• [TASK TO COMPLETE]: Determine how many lines in the listing below contain "Duration", then give only that number.

• [SOURCE DATA]:

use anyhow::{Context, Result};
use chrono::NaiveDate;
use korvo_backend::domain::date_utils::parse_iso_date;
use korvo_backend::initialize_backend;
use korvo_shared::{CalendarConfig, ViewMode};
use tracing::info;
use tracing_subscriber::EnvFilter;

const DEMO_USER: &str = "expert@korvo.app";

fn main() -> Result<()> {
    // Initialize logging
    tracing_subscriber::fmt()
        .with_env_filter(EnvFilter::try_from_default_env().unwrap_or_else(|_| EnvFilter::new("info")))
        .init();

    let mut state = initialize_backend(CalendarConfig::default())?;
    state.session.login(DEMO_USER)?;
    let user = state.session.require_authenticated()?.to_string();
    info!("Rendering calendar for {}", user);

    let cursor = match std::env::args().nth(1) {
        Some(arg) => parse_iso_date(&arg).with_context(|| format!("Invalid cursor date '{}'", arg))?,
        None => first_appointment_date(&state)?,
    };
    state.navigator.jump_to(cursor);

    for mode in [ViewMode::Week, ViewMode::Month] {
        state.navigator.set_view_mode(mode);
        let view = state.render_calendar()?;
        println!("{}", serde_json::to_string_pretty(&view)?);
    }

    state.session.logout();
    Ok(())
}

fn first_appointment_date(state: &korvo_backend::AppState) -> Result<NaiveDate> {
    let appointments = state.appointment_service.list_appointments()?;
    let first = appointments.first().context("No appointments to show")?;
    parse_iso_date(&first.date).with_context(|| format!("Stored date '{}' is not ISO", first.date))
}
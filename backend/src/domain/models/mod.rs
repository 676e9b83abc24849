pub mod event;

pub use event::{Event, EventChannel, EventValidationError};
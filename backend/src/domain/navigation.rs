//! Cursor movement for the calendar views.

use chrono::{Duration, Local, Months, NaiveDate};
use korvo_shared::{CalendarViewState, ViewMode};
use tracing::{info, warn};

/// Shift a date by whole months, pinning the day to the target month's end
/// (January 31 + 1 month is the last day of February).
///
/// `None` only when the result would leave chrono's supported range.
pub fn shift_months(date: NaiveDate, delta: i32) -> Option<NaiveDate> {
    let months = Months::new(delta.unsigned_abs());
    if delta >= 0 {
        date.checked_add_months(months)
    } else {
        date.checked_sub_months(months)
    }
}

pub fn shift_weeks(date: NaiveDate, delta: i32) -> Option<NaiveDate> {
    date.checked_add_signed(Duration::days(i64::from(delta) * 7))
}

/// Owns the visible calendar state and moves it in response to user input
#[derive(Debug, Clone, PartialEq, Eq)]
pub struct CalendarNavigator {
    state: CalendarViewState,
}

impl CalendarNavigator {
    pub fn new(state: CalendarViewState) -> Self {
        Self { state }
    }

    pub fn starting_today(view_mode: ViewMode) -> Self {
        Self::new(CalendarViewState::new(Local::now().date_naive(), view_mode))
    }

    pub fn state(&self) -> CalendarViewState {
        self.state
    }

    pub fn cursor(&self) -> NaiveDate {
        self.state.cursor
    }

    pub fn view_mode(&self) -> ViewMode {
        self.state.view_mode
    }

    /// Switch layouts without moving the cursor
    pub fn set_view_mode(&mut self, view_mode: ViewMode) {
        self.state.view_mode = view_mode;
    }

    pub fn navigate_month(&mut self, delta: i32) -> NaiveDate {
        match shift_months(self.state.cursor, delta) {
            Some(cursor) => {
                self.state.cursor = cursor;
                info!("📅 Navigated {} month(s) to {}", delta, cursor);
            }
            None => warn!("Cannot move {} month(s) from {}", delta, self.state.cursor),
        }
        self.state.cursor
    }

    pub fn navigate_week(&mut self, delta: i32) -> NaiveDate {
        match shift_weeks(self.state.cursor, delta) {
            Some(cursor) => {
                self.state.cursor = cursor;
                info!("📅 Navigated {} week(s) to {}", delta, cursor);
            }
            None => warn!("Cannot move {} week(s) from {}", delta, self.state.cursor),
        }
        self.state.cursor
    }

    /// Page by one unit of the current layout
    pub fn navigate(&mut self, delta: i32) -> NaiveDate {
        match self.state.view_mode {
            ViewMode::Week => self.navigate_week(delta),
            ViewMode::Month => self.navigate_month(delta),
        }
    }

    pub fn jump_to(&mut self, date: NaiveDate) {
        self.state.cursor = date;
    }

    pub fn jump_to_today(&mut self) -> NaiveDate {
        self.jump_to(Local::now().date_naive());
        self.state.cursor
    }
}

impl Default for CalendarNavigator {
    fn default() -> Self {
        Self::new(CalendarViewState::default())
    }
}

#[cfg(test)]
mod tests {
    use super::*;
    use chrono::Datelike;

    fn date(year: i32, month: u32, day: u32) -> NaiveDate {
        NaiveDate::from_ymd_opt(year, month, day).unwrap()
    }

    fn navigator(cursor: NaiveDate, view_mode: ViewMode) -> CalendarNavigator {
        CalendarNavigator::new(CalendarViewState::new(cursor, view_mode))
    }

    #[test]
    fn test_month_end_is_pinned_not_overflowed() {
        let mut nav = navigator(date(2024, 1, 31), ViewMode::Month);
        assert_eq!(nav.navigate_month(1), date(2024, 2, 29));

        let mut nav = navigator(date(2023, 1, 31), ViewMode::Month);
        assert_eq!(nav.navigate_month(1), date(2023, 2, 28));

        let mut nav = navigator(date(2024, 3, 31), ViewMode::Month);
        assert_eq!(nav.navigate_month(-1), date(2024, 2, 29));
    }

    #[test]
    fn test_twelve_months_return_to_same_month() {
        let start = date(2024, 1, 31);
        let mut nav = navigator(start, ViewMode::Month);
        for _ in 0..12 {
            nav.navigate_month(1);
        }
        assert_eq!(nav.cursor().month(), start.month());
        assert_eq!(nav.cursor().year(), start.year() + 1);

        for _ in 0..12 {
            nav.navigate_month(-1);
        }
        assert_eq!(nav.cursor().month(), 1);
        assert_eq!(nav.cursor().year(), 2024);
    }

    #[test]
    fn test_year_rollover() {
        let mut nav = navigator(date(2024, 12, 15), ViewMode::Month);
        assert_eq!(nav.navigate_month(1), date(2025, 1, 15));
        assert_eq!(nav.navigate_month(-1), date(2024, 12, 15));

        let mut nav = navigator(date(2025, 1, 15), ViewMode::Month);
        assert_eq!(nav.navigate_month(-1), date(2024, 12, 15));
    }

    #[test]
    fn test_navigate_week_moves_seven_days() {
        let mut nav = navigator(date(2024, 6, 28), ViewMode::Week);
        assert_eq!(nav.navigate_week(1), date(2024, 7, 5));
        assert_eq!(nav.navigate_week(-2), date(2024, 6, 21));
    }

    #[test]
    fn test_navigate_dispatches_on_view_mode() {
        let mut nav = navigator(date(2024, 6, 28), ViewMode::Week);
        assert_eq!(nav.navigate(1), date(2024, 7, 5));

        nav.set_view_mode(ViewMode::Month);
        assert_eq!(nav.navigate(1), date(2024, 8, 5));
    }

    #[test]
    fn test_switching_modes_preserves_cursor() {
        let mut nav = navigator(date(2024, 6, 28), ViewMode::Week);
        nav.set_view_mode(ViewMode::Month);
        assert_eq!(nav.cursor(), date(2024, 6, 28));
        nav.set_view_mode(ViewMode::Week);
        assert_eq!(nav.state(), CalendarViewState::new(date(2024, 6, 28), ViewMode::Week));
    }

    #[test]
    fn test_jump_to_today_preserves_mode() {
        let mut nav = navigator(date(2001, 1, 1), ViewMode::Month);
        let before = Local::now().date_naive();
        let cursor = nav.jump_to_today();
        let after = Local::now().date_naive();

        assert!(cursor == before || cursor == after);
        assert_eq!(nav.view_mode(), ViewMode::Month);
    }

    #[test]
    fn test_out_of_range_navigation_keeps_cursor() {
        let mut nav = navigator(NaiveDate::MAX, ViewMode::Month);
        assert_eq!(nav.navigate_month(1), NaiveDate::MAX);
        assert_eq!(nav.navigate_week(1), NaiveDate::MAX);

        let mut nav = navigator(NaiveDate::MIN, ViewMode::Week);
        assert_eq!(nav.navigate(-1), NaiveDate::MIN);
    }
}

• [OUTPUT FOR THIS EXERCISE]: 2